WORK TO BE COMPLETED
Whenever a line of the entries below holds the string "struct", copy that line and return it.

(Stored data entries)

[Start of Attachment]

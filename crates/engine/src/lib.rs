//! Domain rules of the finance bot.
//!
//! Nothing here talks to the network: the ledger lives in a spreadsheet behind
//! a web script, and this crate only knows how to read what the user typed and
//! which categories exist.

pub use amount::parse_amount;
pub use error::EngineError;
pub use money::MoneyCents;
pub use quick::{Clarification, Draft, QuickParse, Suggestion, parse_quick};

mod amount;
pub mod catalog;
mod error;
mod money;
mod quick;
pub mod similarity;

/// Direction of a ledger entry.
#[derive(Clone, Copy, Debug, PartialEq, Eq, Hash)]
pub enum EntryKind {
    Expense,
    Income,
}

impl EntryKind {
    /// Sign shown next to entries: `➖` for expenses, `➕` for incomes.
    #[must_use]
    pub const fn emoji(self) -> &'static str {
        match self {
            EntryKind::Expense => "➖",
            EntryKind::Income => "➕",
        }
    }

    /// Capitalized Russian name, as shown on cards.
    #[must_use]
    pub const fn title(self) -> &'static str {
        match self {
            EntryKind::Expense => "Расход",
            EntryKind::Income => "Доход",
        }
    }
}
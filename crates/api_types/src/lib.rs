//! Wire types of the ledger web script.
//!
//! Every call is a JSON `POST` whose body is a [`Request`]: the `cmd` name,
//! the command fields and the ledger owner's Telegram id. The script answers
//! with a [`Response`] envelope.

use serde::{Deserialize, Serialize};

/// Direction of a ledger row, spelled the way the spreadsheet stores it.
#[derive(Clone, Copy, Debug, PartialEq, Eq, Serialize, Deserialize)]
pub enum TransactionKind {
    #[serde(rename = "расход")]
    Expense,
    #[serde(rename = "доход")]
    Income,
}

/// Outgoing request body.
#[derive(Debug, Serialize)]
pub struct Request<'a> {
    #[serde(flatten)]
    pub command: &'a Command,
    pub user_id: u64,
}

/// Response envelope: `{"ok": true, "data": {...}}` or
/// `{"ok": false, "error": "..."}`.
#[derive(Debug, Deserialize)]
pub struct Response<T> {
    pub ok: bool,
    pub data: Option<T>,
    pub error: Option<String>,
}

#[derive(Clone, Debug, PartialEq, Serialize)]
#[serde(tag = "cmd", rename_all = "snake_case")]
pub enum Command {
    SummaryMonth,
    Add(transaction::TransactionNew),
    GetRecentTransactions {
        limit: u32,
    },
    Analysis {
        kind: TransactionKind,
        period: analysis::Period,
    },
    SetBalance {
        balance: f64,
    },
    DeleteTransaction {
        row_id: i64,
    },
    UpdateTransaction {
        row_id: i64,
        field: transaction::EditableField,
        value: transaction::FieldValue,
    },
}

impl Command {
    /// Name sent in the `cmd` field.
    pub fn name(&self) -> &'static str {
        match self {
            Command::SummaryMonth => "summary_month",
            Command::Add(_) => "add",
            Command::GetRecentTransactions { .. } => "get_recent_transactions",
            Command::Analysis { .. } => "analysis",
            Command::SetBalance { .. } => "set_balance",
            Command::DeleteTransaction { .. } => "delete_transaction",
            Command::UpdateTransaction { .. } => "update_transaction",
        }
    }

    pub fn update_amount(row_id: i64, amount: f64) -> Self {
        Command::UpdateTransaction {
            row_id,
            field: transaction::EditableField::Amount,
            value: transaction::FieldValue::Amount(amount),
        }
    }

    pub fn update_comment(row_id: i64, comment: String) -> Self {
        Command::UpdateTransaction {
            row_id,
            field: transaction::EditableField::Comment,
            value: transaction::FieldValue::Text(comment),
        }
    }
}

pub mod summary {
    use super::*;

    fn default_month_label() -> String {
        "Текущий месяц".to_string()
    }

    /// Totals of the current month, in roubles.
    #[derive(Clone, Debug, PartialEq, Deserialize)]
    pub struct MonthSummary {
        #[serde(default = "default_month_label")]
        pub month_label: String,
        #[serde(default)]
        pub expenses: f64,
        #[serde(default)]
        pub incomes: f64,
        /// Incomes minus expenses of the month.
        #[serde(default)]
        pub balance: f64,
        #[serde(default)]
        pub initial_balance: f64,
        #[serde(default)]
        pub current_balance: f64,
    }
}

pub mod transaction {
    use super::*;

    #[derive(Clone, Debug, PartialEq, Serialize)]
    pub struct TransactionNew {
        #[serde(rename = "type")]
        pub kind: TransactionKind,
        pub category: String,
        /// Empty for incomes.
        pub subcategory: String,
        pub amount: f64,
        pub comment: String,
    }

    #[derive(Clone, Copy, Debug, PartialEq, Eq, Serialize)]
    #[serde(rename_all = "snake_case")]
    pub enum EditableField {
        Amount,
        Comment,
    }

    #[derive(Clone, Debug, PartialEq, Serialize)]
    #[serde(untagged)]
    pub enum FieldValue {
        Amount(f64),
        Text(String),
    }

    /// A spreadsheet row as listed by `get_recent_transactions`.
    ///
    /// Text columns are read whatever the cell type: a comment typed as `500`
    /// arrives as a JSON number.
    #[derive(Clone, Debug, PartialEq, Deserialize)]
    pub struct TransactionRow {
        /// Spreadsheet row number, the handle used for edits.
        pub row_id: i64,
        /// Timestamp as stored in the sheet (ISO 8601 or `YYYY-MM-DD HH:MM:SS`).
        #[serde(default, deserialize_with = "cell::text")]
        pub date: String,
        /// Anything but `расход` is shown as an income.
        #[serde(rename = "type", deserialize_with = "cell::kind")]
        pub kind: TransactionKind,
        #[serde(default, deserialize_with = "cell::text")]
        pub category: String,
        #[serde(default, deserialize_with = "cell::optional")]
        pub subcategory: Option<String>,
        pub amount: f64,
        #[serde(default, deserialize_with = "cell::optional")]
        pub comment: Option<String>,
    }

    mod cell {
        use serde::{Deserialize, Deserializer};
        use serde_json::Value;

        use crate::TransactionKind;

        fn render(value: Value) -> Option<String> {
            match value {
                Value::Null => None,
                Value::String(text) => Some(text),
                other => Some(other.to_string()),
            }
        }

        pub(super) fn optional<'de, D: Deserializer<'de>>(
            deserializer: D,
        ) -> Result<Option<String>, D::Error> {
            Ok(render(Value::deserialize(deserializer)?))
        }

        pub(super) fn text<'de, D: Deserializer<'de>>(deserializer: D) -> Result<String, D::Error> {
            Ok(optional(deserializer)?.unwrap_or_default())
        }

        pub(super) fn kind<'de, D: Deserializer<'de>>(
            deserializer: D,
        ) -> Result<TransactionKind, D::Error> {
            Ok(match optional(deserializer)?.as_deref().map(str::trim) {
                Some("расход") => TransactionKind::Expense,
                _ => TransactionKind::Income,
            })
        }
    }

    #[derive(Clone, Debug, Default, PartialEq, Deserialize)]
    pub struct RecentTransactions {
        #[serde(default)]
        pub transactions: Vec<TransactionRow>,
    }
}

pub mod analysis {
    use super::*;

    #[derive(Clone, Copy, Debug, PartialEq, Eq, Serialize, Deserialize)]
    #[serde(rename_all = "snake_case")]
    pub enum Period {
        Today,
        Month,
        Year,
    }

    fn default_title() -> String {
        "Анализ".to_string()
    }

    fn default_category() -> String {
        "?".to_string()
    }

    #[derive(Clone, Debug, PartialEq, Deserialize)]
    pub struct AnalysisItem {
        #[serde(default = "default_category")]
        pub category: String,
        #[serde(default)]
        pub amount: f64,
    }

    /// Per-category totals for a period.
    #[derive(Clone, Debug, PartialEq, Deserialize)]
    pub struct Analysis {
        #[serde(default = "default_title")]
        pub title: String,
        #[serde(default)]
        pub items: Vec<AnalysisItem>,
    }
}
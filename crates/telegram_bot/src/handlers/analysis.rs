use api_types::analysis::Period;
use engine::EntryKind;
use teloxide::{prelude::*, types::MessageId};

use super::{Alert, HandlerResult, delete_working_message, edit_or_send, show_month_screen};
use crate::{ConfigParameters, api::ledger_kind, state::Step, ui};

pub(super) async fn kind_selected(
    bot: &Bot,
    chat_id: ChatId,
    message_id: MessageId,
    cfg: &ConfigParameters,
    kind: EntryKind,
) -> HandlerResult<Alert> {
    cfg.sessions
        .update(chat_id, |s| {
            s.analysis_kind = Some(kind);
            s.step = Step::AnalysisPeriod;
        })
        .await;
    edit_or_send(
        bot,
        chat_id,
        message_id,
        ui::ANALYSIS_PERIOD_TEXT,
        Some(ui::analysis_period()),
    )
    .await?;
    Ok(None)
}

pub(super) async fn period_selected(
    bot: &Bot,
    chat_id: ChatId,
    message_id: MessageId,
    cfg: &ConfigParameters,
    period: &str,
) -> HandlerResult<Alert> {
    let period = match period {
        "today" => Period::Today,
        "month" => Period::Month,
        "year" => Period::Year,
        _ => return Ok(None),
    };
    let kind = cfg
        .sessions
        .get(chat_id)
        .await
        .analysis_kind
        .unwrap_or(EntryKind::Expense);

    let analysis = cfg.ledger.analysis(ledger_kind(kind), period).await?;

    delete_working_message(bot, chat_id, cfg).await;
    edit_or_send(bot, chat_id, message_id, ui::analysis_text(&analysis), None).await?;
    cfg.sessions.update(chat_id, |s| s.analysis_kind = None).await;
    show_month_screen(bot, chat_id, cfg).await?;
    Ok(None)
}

[End of Attachment]
[Start of Attachment]

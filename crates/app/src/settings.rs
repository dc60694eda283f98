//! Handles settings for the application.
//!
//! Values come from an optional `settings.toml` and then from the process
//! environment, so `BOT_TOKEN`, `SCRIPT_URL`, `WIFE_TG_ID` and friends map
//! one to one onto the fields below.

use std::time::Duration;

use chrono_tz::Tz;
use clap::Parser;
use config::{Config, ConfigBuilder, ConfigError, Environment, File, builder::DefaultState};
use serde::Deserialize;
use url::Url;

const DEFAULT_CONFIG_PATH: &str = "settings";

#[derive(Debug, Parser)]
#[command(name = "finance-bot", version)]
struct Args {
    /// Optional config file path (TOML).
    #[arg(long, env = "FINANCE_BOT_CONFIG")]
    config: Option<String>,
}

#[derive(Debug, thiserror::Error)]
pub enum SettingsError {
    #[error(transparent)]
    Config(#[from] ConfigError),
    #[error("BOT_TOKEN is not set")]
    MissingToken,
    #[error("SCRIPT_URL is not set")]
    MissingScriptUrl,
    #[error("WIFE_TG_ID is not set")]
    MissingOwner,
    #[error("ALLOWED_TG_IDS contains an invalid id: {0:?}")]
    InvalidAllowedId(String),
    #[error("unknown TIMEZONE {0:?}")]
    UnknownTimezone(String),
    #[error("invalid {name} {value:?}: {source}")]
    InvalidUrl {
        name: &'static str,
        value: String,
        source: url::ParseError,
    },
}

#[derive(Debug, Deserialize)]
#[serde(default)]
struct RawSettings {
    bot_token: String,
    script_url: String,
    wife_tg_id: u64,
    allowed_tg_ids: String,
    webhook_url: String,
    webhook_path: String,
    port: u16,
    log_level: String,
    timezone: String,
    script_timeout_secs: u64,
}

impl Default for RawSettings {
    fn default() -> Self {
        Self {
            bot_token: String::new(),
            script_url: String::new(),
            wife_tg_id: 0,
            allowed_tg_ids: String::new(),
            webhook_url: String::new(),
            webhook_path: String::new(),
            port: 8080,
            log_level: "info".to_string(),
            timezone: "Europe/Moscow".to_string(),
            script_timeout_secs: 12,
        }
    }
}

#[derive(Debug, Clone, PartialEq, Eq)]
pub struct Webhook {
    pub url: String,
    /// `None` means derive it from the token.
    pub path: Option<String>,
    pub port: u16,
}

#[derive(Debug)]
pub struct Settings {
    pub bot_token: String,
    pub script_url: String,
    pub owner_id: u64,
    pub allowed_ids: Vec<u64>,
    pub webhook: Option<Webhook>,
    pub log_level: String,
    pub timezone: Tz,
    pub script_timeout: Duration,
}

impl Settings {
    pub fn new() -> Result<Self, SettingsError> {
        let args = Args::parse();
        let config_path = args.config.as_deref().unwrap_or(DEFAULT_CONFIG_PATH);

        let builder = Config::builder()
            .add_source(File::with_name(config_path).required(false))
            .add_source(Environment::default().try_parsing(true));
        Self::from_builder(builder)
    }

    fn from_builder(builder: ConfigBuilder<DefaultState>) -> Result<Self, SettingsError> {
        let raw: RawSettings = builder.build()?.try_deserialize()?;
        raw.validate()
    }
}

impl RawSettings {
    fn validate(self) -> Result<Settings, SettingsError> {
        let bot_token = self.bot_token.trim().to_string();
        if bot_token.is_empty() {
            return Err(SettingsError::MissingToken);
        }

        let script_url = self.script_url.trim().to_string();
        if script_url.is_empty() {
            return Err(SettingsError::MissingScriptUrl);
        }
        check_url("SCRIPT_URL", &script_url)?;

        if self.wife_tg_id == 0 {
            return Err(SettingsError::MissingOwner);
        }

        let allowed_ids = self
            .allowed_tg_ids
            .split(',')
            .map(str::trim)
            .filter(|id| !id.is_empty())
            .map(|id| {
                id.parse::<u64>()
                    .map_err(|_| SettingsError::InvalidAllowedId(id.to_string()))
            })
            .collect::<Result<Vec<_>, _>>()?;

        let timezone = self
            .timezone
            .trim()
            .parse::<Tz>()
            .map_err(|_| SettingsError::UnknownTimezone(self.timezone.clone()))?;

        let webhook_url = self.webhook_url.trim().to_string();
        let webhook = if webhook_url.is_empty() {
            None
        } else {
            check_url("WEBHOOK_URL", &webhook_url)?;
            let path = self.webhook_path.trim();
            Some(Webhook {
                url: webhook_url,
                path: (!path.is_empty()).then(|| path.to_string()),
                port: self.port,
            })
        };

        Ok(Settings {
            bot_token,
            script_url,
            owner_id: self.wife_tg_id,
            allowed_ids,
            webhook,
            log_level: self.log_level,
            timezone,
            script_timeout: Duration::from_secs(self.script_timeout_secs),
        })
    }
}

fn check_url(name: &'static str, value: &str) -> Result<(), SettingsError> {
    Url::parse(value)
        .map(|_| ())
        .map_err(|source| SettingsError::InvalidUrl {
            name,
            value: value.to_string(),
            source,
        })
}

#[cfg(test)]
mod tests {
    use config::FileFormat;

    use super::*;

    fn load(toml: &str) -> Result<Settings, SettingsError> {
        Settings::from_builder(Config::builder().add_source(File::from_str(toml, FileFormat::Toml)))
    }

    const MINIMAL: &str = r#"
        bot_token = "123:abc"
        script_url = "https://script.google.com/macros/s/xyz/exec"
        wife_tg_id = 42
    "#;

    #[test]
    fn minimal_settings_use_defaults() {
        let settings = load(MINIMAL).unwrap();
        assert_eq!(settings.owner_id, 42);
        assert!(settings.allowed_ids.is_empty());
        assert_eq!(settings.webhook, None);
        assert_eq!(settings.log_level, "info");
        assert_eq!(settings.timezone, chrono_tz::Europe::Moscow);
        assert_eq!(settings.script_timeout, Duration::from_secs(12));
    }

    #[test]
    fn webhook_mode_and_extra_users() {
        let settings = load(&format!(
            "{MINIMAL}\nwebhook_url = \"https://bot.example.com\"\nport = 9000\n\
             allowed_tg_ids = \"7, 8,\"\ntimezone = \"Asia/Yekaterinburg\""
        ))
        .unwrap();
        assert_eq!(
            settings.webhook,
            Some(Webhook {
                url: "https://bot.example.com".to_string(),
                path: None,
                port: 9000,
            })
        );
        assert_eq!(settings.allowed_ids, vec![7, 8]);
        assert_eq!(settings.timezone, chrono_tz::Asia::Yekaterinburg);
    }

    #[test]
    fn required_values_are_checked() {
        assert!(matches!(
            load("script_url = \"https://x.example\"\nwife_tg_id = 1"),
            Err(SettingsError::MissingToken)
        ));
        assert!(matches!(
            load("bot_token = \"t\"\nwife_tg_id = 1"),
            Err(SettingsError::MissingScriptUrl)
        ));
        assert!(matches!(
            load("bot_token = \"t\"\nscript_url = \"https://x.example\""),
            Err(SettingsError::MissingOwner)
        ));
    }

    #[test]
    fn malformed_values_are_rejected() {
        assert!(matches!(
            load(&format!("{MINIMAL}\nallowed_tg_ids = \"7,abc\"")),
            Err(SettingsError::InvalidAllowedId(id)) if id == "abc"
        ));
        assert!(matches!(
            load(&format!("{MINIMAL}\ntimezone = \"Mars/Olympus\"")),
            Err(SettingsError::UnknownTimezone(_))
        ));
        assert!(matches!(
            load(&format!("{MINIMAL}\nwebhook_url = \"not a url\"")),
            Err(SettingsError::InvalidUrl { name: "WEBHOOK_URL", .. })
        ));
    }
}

[End of Attachment]

SOLUTION TO THE PROBLEM
pub struct Request<'a> {
pub struct Response<T> {
    pub struct MonthSummary {
    pub struct TransactionNew {
    pub struct TransactionRow {
    pub struct RecentTransactions {
    pub struct AnalysisItem {
    pub struct Analysis {
struct Args {
struct RawSettings {
pub struct Webhook {
pub struct Settings {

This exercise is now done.